Performance Turbocharger Rebuild

Precision Turbo
& Engine
Rebuild Service

Complete in-house rebuild service for all Precision Turbo series, Next Gen, Gen 2, Gen 1, Sport, and XPR Pro Mod. Journal and ball bearing configurations, complete in-house rebuilds with VSR high-speed balancing. Rebuilding PTE turbos since 2008, we turn jobs around faster than the factory.

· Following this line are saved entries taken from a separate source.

//! Per-world global flags and conflict zone rules

use crate::permission::action::{ActionType, Material};
use serde::{Deserialize, Serialize};

/// Global flags for one world, read by every resolution
#[derive(Debug, Clone, PartialEq, Eq, Serialize, Deserialize)]
#[serde(default)]
pub struct WorldSettings {
    /// Protection system active in this world at all
    pub using_protection: bool,
    /// Fire allowed in every claim regardless of claim flags
    pub force_fire: bool,
    /// Explosions allowed in every claim regardless of claim flags
    pub force_explosions: bool,
    /// Fire allowed in the wilderness
    pub fire: bool,
    /// Explosions allowed in the wilderness
    pub explosions: bool,
    /// Unclaimed cells may be built on by anyone
    pub unclaimed_build: bool,
    /// Unclaimed cells may be broken by anyone
    pub unclaimed_destroy: bool,
    /// Materials editable in the wilderness regardless of the flags above
    pub wilderness_ignore_materials: Vec<Material>,
    /// Explosion damage in the wilderness reverts automatically
    pub wild_revert: bool,
    /// World is in conflict/war mode
    pub war_time: bool,
}

impl Default for WorldSettings {
    fn default() -> Self {
        Self {
            using_protection: true,
            force_fire: false,
            force_explosions: false,
            fire: false,
            explosions: false,
            unclaimed_build: false,
            unclaimed_destroy: false,
            wilderness_ignore_materials: Vec::new(),
            wild_revert: false,
            war_time: false,
        }
    }
}

impl WorldSettings {
    /// Global wilderness flag for an action class
    pub fn unclaimed_allows(&self, action: ActionType) -> bool {
        match action {
            ActionType::Build => self.unclaimed_build,
            ActionType::Destroy => self.unclaimed_destroy,
        }
    }

    pub fn wilderness_ignores(&self, material: &Material) -> bool {
        self.wilderness_ignore_materials.contains(material)
    }
}

/// Overrides in effect inside a conflict zone
#[derive(Debug, Clone, Default, PartialEq, Eq, Serialize, Deserialize)]
#[serde(default)]
pub struct ZoneRules {
    pub editable_materials: Vec<Material>,
    pub allow_fire: bool,
    pub allow_explosions: bool,
}

impl ZoneRules {
    pub fn is_editable(&self, material: &Material) -> bool {
        self.editable_materials.contains(material)
    }
}

#[cfg(test)]
mod tests {
    use super::*;

    #[test]
    fn test_default_world_uses_protection_and_denies_wilderness_edits() {
        let settings = WorldSettings::default();
        assert!(settings.using_protection);
        assert!(!settings.unclaimed_allows(ActionType::Build));
        assert!(!settings.unclaimed_allows(ActionType::Destroy));
    }

    #[test]
    fn test_world_settings_from_partial_toml() {
        let settings: WorldSettings = toml::from_str(
            r#"
            unclaimed_destroy = true
            wilderness_ignore_materials = ["wheat", "Carrots"]
            "#,
        )
        .unwrap();
        assert!(settings.using_protection);
        assert!(settings.unclaimed_allows(ActionType::Destroy));
        assert!(settings.wilderness_ignores(&Material::new("wheat")));
        assert!(settings.wilderness_ignores(&Material::new("carrots")));
    }

    #[test]
    fn test_zone_rules_editable() {
        let rules = ZoneRules {
            editable_materials: vec![Material::new("sand")],
            ..Default::default()
        };
        assert!(rules.is_editable(&Material::new("sand")));
        assert!(!rules.is_editable(&Material::new("stone")));
    }
}
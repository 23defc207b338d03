//! Protection engine configuration
//!
//! Loaded from TOML. Every section is optional and falls back to the
//! defaults below. Delays are always in scheduler ticks.

use crate::core::error::Result;
use crate::permission::action::Material;
use crate::spatial::coord::DEFAULT_CELL_SIZE;
use crate::territory::world::WorldSettings;
use serde::{Deserialize, Serialize};
use std::collections::BTreeMap;
use std::path::Path;

/// Decision cache tuning
#[derive(Debug, Clone, Serialize, Deserialize)]
#[serde(default)]
pub struct CacheConfig {
    /// How long a cached decision stays fresh
    ///
    /// 0 disables caching entirely.
    pub ttl_ticks: u64,
    /// Oldest entry is evicted past this many entries for one subject
    pub max_entries_per_subject: usize,
}

impl Default for CacheConfig {
    fn default() -> Self {
        Self {
            ttl_ticks: 20,
            max_entries_per_subject: 64,
        }
    }
}

/// Deferred reversion policies
#[derive(Debug, Clone, Serialize, Deserialize)]
#[serde(default)]
pub struct RegenConfig {
    /// Delay before a denied destroy is put back
    ///
    /// When 0, denied destroys are cancelled outright instead of being
    /// allowed and reverted later.
    pub protection_delay_ticks: u64,
    /// Base delay before wilderness explosion damage reverts
    pub wild_revert_delay_ticks: u64,
    /// Extra delay per block position in an explosion, so blocks return in order
    pub wild_revert_stagger_ticks: u64,
    /// Materials never queued for wilderness reversion
    pub explosive_materials: Vec<Material>,
}

impl Default for RegenConfig {
    fn default() -> Self {
        Self {
            protection_delay_ticks: 0,
            wild_revert_delay_ticks: 100,
            wild_revert_stagger_ticks: 20,
            explosive_materials: vec![Material::new("tnt")],
        }
    }
}

/// War mode and conflict zone behavior
#[derive(Debug, Clone, Serialize, Deserialize)]
#[serde(default)]
pub struct WarConfig {
    /// During war, claims of unaffiliated groups lose their normal protection path
    pub allow_block_griefing: bool,
    /// Enemies may start a cell attack by placing the flag base material
    pub allowing_attacks: bool,
    pub flag_base_material: Material,
}

impl Default for WarConfig {
    fn default() -> Self {
        Self {
            allow_block_griefing: false,
            allowing_attacks: false,
            flag_base_material: Material::new("oak_fence"),
        }
    }
}

/// Fire admissibility tuning
#[derive(Debug, Clone, Default, Serialize, Deserialize)]
#[serde(default)]
pub struct FireConfig {
    /// A block of one of these directly beneath vetoes ignition
    pub fire_proof_base_materials: Vec<Material>,
}

/// Top-level configuration
#[derive(Debug, Clone, Serialize, Deserialize)]
#[serde(default)]
pub struct ProtectionConfig {
    /// Edge length of a claim cell in blocks
    pub cell_size: i32,
    pub cache: CacheConfig,
    pub regen: RegenConfig,
    pub war: WarConfig,
    pub fire: FireConfig,
    /// Worlds registered at startup
    pub worlds: BTreeMap<String, WorldSettings>,
    /// Message template overrides
    pub messages: BTreeMap<String, String>,
}

impl Default for ProtectionConfig {
    fn default() -> Self {
        Self {
            cell_size: DEFAULT_CELL_SIZE,
            cache: CacheConfig::default(),
            regen: RegenConfig::default(),
            war: WarConfig::default(),
            fire: FireConfig::default(),
            worlds: BTreeMap::new(),
            messages: BTreeMap::new(),
        }
    }
}

impl ProtectionConfig {
    /// Create a new config with default values
    pub fn new() -> Self {
        Self::default()
    }

    pub fn from_toml_str(content: &str) -> Result<Self> {
        Ok(toml::from_str(content)?)
    }

    /// Load from a TOML file on disk
    pub fn load(path: &Path) -> Result<Self> {
        let content = std::fs::read_to_string(path)?;
        let config = Self::from_toml_str(&content)?;
        tracing::info!(
            "Loaded protection config from {:?} ({} worlds)",
            path,
            config.worlds.len()
        );
        Ok(config)
    }

    /// Validate configuration for internal consistency
    pub fn validate(&self) -> std::result::Result<(), String> {
        if self.cell_size <= 0 {
            return Err(format!("cell_size ({}) must be positive", self.cell_size));
        }

        if self.cache.max_entries_per_subject == 0 {
            return Err("cache.max_entries_per_subject must be at least 1".into());
        }

        if self.war.allowing_attacks && self.war.flag_base_material.is_air() {
            return Err("war.flag_base_material cannot be air when attacks are allowed".into());
        }

        Ok(())
    }
}
//! Permission resolution for build and destroy actions
//!
//! Rules, first match wins:
//! 1. fresh cached decision for (subject, cell, block, action)
//! 2. explicit grant (plot holder, trusted, group member, ally) allows
//! 3. conflict zone allows only its editable materials
//! 4. wilderness follows the world's unclaimed flags
//! 5. claimed cells need the claim flag, and must not be an unaffiliated
//!    group's claim while war griefing is on
//! 6. otherwise deny with the accumulated reason

use crate::core::config::WarConfig;
use crate::core::error::ProtectionError;
use crate::core::messages::{self, Messages};
use crate::core::types::{SubjectId, Tick};
use crate::permission::action::{ActionType, BlockType, CellStatus, Decision};
use crate::permission::cache::{CacheKey, DecisionCache};
use crate::spatial::coord::Coordinate;
use crate::territory::claim::Group;
use crate::territory::index::TerritoryIndex;
use crate::territory::world::WorldSettings;

/// War-mode carve-out for build, destroy and fire: an unaffiliated group's
/// claims lose their flag-based path while war griefing is enabled
pub fn unaffiliated_in_war(settings: &WorldSettings, war: &WarConfig, group: &Group) -> bool {
    settings.war_time && war.allow_block_griefing && !group.has_alliance()
}

/// War-mode carve-out for explosions; groups with explosions already on are exempt
pub fn unaffiliated_in_war_explosion(
    settings: &WorldSettings,
    war: &WarConfig,
    group: &Group,
) -> bool {
    unaffiliated_in_war(settings, war, group) && !group.explosions
}

/// Read-only resolver over the territory index
pub struct PermissionResolver<'a> {
    index: &'a TerritoryIndex,
    war: &'a WarConfig,
    messages: &'a Messages,
}

impl<'a> PermissionResolver<'a> {
    pub fn new(index: &'a TerritoryIndex, war: &'a WarConfig, messages: &'a Messages) -> Self {
        Self { index, war, messages }
    }

    /// Resolve through the cache, populating it on a miss
    pub fn resolve(
        &self,
        cache: &mut DecisionCache,
        now: Tick,
        subject: SubjectId,
        coordinate: &Coordinate,
        block: &BlockType,
        action: ActionType,
    ) -> Decision {
        let key = CacheKey::new(coordinate.clone(), block.clone(), action);
        let generation = self.index.generation();
        if let Some(decision) = cache.get(subject, &key, now, generation) {
            return decision;
        }

        let decision = self.evaluate(subject, coordinate, block, action);
        cache.insert(subject, key, decision.clone(), now, generation);
        decision
    }

    /// Rules 2-6 without consulting the cache
    pub fn evaluate(
        &self,
        subject: SubjectId,
        coordinate: &Coordinate,
        block: &BlockType,
        action: ActionType,
    ) -> Decision {
        let view = match self.index.view(coordinate) {
            Ok(view) => view,
            Err(ProtectionError::WorldNotFound(world)) => {
                tracing::warn!("Resolve in unregistered world {}, deferring to host", world);
                return Decision::allow(CellStatus::NotRegistered);
            }
            Err(err) => {
                tracing::debug!("Denying {} at {}: {}", action, coordinate, err);
                let cell = coordinate.cell.to_string();
                return Decision::deny(
                    CellStatus::Unknown,
                    self.messages.get(messages::CLAIM_LOOKUP, &[action.verb(), &cell]),
                );
            }
        };

        if !view.settings.using_protection {
            return Decision::allow(CellStatus::Unknown);
        }

        let status = self.index.subject_status(subject, &view);
        if matches!(
            status,
            CellStatus::PlotOwner | CellStatus::Trusted | CellStatus::GroupMember | CellStatus::Ally
        ) {
            return Decision::allow(status);
        }

        if let Some(zone) = view.zone {
            if zone.is_editable(&block.material) {
                return Decision::allow(CellStatus::ConflictZone);
            }
            return Decision::deny(
                CellStatus::ConflictZone,
                self.messages.get(
                    messages::CONFLICT_ZONE_MATERIAL,
                    &[action.verb(), block.material.as_str()],
                ),
            );
        }

        let (Some(claim), Some(group)) = (view.claim, view.group) else {
            let settings = view.settings;
            if settings.wilderness_ignores(&block.material) || settings.unclaimed_allows(action) {
                return Decision::allow(CellStatus::Wilderness);
            }
            return Decision::deny(
                CellStatus::Wilderness,
                self.messages.get(messages::WILDERNESS, &[action.verb()]),
            );
        };

        let carved_out = unaffiliated_in_war(view.settings, self.war, group);
        if claim.flags.allows(action) && !carved_out {
            return Decision::allow(status);
        }

        let reason = if carved_out {
            self.messages.get(messages::WAR_UNAFFILIATED, &[action.verb(), &group.name])
        } else {
            self.messages.get(messages::PLOT, &[action.verb(), &group.name])
        };
        Decision::deny(status, reason)
    }
}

Ship Your Turbo See Our Process →
2008 Rebuilding PTE Since
7+ Series Covered
In-House VSR Balancing
Next Gen
5558–8685 incl. Pro Mod & XPR
Gen 2
5558–7475 incl. XPR Pro Mod
Gen 1
5558–6766
Sport Series
4831–9402
Not Listed?
Contact us, chances are we have seen it
In Shop Since
2008 17+ years
Known Failure Points

Why Precision Turbos Fail

The vast majority of PTE turbos that come through our shop failed due to installation errors or external engine conditions, not a defective turbo. Understanding how the sealing system actually works is the first step to diagnosing the real problem. Turbos do not use rubber seals. They use metal piston rings seated in precision-machined grooves on the shaft. These rings are gas control rings, not oil seals. Their primary job is to keep boost pressure and exhaust gas out of the bearing housing, not to hold back oil under pressure. Oil stays where it belongs through a combination of centrifugal force, oil deflectors, and the pressure differential between the housings. When that pressure balance is upset, oil leaks. These are the conditions that upset it.

01
Restricted Oil Drain
The most common cause of PTE oil leaks we see in the shop, and it has nothing to do with the turbo itself. The oil drain from the CHRA relies entirely on gravity. If the drain line is undersized, kinked, runs at too shallow an angle, or returns into the pan below the oil level, oil backs up in the bearing housing, the housing fills, and oil gets pushed past the piston rings at both ends. Minimum 3/4" internal diameter, continuous downhill slope, no sharp bends.
02
Excessive Crankcase Pressure
The oil drain from the turbo connects to the crankcase. Under normal conditions crankcase pressure is slightly negative, helping oil drain freely. When crankcase pressure goes positive, from blow-by, a clogged PCV valve, or a restricted breather, it acts directly against the drain. Oil cannot exit the CHRA, backs up, and gets pushed past the piston rings. The turbo looks like it failed. The turbo did not fail. This is one of the most misdiagnosed conditions we encounter.
03
Oil Starvation at Startup
PTE journal bearing turbos require unrestricted oil flow from the moment the engine fires. A blocked feed line, wrong feed line sizing, failure to pre-oil on initial installation, or a restrictor that is too aggressive starves the bearings before oil pressure builds. Most installation-related bearing failures happen in the first minutes of the turbo's life. Ball bearing units require less flow but are not immune to starvation.
04
Hot Soak & Oil Coking
Shutting down immediately after hard driving traps heat in the CHRA with no active oil flow. Residual oil bakes into carbon deposits that restrict oil passages on the next startup, creating a starvation event before the engine builds pressure. This compounds over time. By the time the turbo comes to us it looks like a bearing failure. The root cause was operator habit combined with no turbo timer or cooldown procedure.
05
Bearing Wear from Contaminated Oil
Dirty, degraded, or wrong-viscosity oil destroys bearing surfaces. Journal bearings ride on a thin film of oil. Once that film breaks down from contamination or heat degradation, metal contacts metal. Ball bearing cartridges are less sensitive but not immune. Extended oil change intervals on a turbocharged car are a reliable path to a rebuild. When we tear these down the evidence is obvious under inspection.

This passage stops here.